> _Your instructions_
Your answer should consist of the lines below that hold the word "LayeredOutput".

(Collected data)
··········

//! Text rendering definitions for diagram labels.
//!
//! - [`TextDefinition`] - Reusable text style (font, weight, slant, anchor,
//!   colors, optional framed background)
//! - [`Text`] - A renderable text element combining content with a [`TextDefinition`]
//!
//! Content may span several lines (`\n` separated). A [`Text`] is positioned
//! by its anchor point: horizontally the point is the center of the block
//! ([`TextAnchor::Middle`]) or its left edge ([`TextAnchor::Start`]),
//! vertically it is always the middle of the block.
//!
//! ```
//! # use folio_core::draw::{Drawable, Text, TextDefinition, FontWeight};
//! # use folio_core::geometry::Point;
//! let mut style = TextDefinition::new();
//! style.set_font_size(13);
//! style.set_weight(FontWeight::Bold);
//!
//! let text = Text::new(&style, "Ingest\nNormalize");
//! assert!(text.size().height() > 0.0);
//! assert!(!text.render_to_layers(Point::new(100.0, 50.0)).is_empty());
//! ```

use std::sync::{Mutex, OnceLock, PoisonError};

use cosmic_text::{Attrs, Buffer, Family, FontSystem, Metrics, Shaping, Style, Weight};
use log::{debug, info};
use svg::{node::Text as SvgText, node::element as svg_element};

use crate::{
    color::Color,
    draw::{Drawable, LayeredOutput, RenderLayer, StrokeDefinition},
    geometry::{Bounds, Insets, Point, Size},
};

/// Line height as a multiple of the font size.
const LINE_HEIGHT_FACTOR: f32 = 1.2;

/// Average glyph advance as a multiple of the font size, used when no font
/// could shape the text.
const FALLBACK_ADVANCE_FACTOR: f32 = 0.55;

static TEXT_MANAGER: OnceLock<TextManager> = OnceLock::new();

#[derive(Debug, Clone, Copy, PartialEq, Eq, Default)]
pub enum FontWeight {
    #[default]
    Normal,
    Bold,
}

impl FontWeight {
    fn to_svg_value(self) -> &'static str {
        match self {
            Self::Normal => "normal",
            Self::Bold => "bold",
        }
    }
}

#[derive(Debug, Clone, Copy, PartialEq, Eq, Default)]
pub enum FontSlant {
    #[default]
    Normal,
    Italic,
}

impl FontSlant {
    fn to_svg_value(self) -> &'static str {
        match self {
            Self::Normal => "normal",
            Self::Italic => "italic",
        }
    }
}

/// Horizontal alignment of a text block relative to its anchor point.
#[derive(Debug, Clone, Copy, PartialEq, Eq, Default)]
pub enum TextAnchor {
    #[default]
    Middle,
    Start,
}

impl TextAnchor {
    fn to_svg_value(self) -> &'static str {
        match self {
            Self::Middle => "middle",
            Self::Start => "start",
        }
    }
}

/// Style of a text element.
#[derive(Debug, Clone, PartialEq)]
pub struct TextDefinition {
    font_family: String,
    font_size: u16,
    weight: FontWeight,
    slant: FontSlant,
    anchor: TextAnchor,
    color: Option<Color>,
    background_color: Option<Color>,
    border: Option<StrokeDefinition>,
    padding: Insets,
}

impl TextDefinition {
    pub fn new() -> Self {
        Self::default()
    }

    pub fn set_font_family(&mut self, family: &str) {
        self.font_family = family.to_string();
    }

    /// Sets the font size in pixels.
    pub fn set_font_size(&mut self, size: u16) {
        self.font_size = size;
    }

    pub fn set_weight(&mut self, weight: FontWeight) {
        self.weight = weight;
    }

    pub fn set_slant(&mut self, slant: FontSlant) {
        self.slant = slant;
    }

    pub fn set_anchor(&mut self, anchor: TextAnchor) {
        self.anchor = anchor;
    }

    pub fn set_color(&mut self, color: Option<Color>) {
        self.color = color;
    }

    /// Sets the fill of the box drawn behind the text. Padding only takes
    /// effect when a background is set.
    pub fn set_background_color(&mut self, color: Option<Color>) {
        self.background_color = color;
    }

    /// Sets the outline of the background box.
    pub fn set_border(&mut self, border: Option<StrokeDefinition>) {
        self.border = border;
    }

    pub fn set_padding(&mut self, padding: Insets) {
        self.padding = padding;
    }

    pub fn font_family(&self) -> &str {
        &self.font_family
    }

    pub fn font_size(&self) -> u16 {
        self.font_size
    }

    pub fn weight(&self) -> FontWeight {
        self.weight
    }

    pub fn slant(&self) -> FontSlant {
        self.slant
    }

    pub fn anchor(&self) -> TextAnchor {
        self.anchor
    }

    pub fn color(&self) -> Option<Color> {
        self.color
    }

    pub fn background_color(&self) -> Option<Color> {
        self.background_color
    }

    pub fn border(&self) -> Option<&StrokeDefinition> {
        self.border.as_ref()
    }

    pub fn padding(&self) -> Insets {
        self.padding
    }

    fn line_height(&self) -> f32 {
        f32::from(self.font_size) * LINE_HEIGHT_FACTOR
    }
}

impl Default for TextDefinition {
    fn default() -> Self {
        Self {
            font_family: "Helvetica".to_string(),
            font_size: 12,
            weight: FontWeight::default(),
            slant: FontSlant::default(),
            anchor: TextAnchor::default(),
            color: None,
            background_color: None,
            border: None,
            padding: Insets::default(),
        }
    }
}

/// A piece of text ready to be drawn with a [`TextDefinition`].
#[derive(Debug, Clone)]
pub struct Text<'a> {
    definition: &'a TextDefinition,
    content: &'a str,
}

impl<'a> Text<'a> {
    pub fn new(definition: &'a TextDefinition, content: &'a str) -> Self {
        Self {
            definition,
            content,
        }
    }

    pub fn content(&self) -> &str {
        self.content
    }

    /// Measured size of the glyphs, without padding.
    pub fn content_size(&self) -> Size {
        TEXT_MANAGER
            .get_or_init(TextManager::new)
            .calculate_text_size(self.content, self.definition)
    }

    /// Bounds of the text block (without padding) when drawn at `position`.
    fn content_bounds(&self, position: Point) -> Bounds {
        let size = self.content_size();
        let center = match self.definition.anchor() {
            TextAnchor::Middle => position,
            TextAnchor::Start => Point::new(position.x() + size.width() / 2.0, position.y()),
        };
        Bounds::new_from_center(center, size)
    }
}

impl Drawable for Text<'_> {
    fn render_to_layers(&self, position: Point) -> LayeredOutput {
        let mut output = LayeredOutput::new();
        let definition = self.definition;

        let lines: Vec<&str> = self.content.lines().collect();
        if lines.is_empty() {
            return output;
        }

        let line_height = definition.line_height();
        let total_height = line_height * lines.len() as f32;
        // First tspan advances by one line, so start one line above the block
        let y_offset = -(total_height + line_height) / 2.0;

        let mut rendered_text = svg_element::Text::new("")
            .set("x", position.x())
            .set("y", position.y() + y_offset)
            .set("text-anchor", definition.anchor().to_svg_value())
            .set("dominant-baseline", "central")
            .set("font-family", definition.font_family())
            .set("font-size", definition.font_size());

        if definition.weight() != FontWeight::Normal {
            rendered_text = rendered_text.set("font-weight", definition.weight().to_svg_value());
        }
        if definition.slant() != FontSlant::Normal {
            rendered_text = rendered_text.set("font-style", definition.slant().to_svg_value());
        }
        if let Some(color) = definition.color() {
            rendered_text = rendered_text
                .set("fill", color.to_string())
                .set("fill-opacity", color.alpha());
        }

        for line in lines {
            let tspan = svg_element::TSpan::new("")
                .set("x", position.x())
                .set("dy", line_height)
                .add(SvgText::new(line));
            rendered_text = rendered_text.add(tspan);
        }

        if let Some(bg_color) = definition.background_color() {
            let bg_bounds = self
                .content_bounds(position)
                .add_padding(definition.padding());
            let bg_min_point = bg_bounds.min_point();

            let mut bg = svg_element::Rectangle::new()
                .set("x", bg_min_point.x())
                .set("y", bg_min_point.y())
                .set("width", bg_bounds.width())
                .set("height", bg_bounds.height())
                .set("fill", bg_color.to_string())
                .set("fill-opacity", bg_color.alpha());
            if let Some(border) = definition.border() {
                bg = crate::apply_stroke!(bg, border);
            }

            // Keeps the box directly under its own text, above everything else
            output.add_to_layer(RenderLayer::Annotation, Box::new(bg));
            output.add_to_layer(RenderLayer::Annotation, Box::new(rendered_text));
        } else {
            output.add_to_layer(RenderLayer::Text, Box::new(rendered_text));
        }

        output
    }

    fn size(&self) -> Size {
        let size = self.content_size();
        if self.definition.background_color().is_some() {
            size.add_padding(self.definition.padding())
        } else {
            size
        }
    }
}

struct TextManager {
    font_system: Mutex<FontSystem>,
}

impl TextManager {
    fn new() -> Self {
        info!("Initializing FontSystem");
        Self {
            font_system: Mutex::new(FontSystem::new()),
        }
    }

    fn calculate_text_size(&self, text: &str, text_def: &TextDefinition) -> Size {
        let line_count = text.lines().count();
        if line_count == 0 {
            return Size::default();
        }

        let mut font_system = self
            .font_system
            .lock()
            .unwrap_or_else(PoisonError::into_inner);

        let font_size = f32::from(text_def.font_size());
        let line_height = text_def.line_height();
        let metrics = Metrics::new(font_size, line_height);

        let mut buffer = Buffer::new(&mut font_system, metrics);
        let mut buffer = buffer.borrow_with(&mut font_system);

        let weight = match text_def.weight() {
            FontWeight::Normal => Weight::NORMAL,
            FontWeight::Bold => Weight::BOLD,
        };
        let style = match text_def.slant() {
            FontSlant::Normal => Style::Normal,
            FontSlant::Italic => Style::Italic,
        };
        let attrs = Attrs::new()
            .family(Family::Name(text_def.font_family()))
            .weight(weight)
            .style(style);

        buffer.set_size(None, None);
        buffer.set_text(text, &attrs, Shaping::Advanced, None);
        buffer.shape_until_scroll(true);

        let max_width = buffer
            .layout_runs()
            .filter_map(|run| run.glyphs.last().map(|last| last.x + last.w))
            .fold(0.0_f32, f32::max);

        let width = if max_width > 0.0 {
            max_width
        } else {
            let longest = text.lines().map(|l| l.chars().count()).max().unwrap_or(0);
            debug!(text, font_size; "No glyph runs, estimating text width");
            longest as f32 * font_size * FALLBACK_ADVANCE_FACTOR
        };

        Size::new(width, line_height * line_count as f32)
    }
}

··········

> _Your solution_
    draw::{Drawable, LayeredOutput, RenderLayer, StrokeDefinition},
    fn render_to_layers(&self, position: Point) -> LayeredOutput {
        let mut output = LayeredOutput::new();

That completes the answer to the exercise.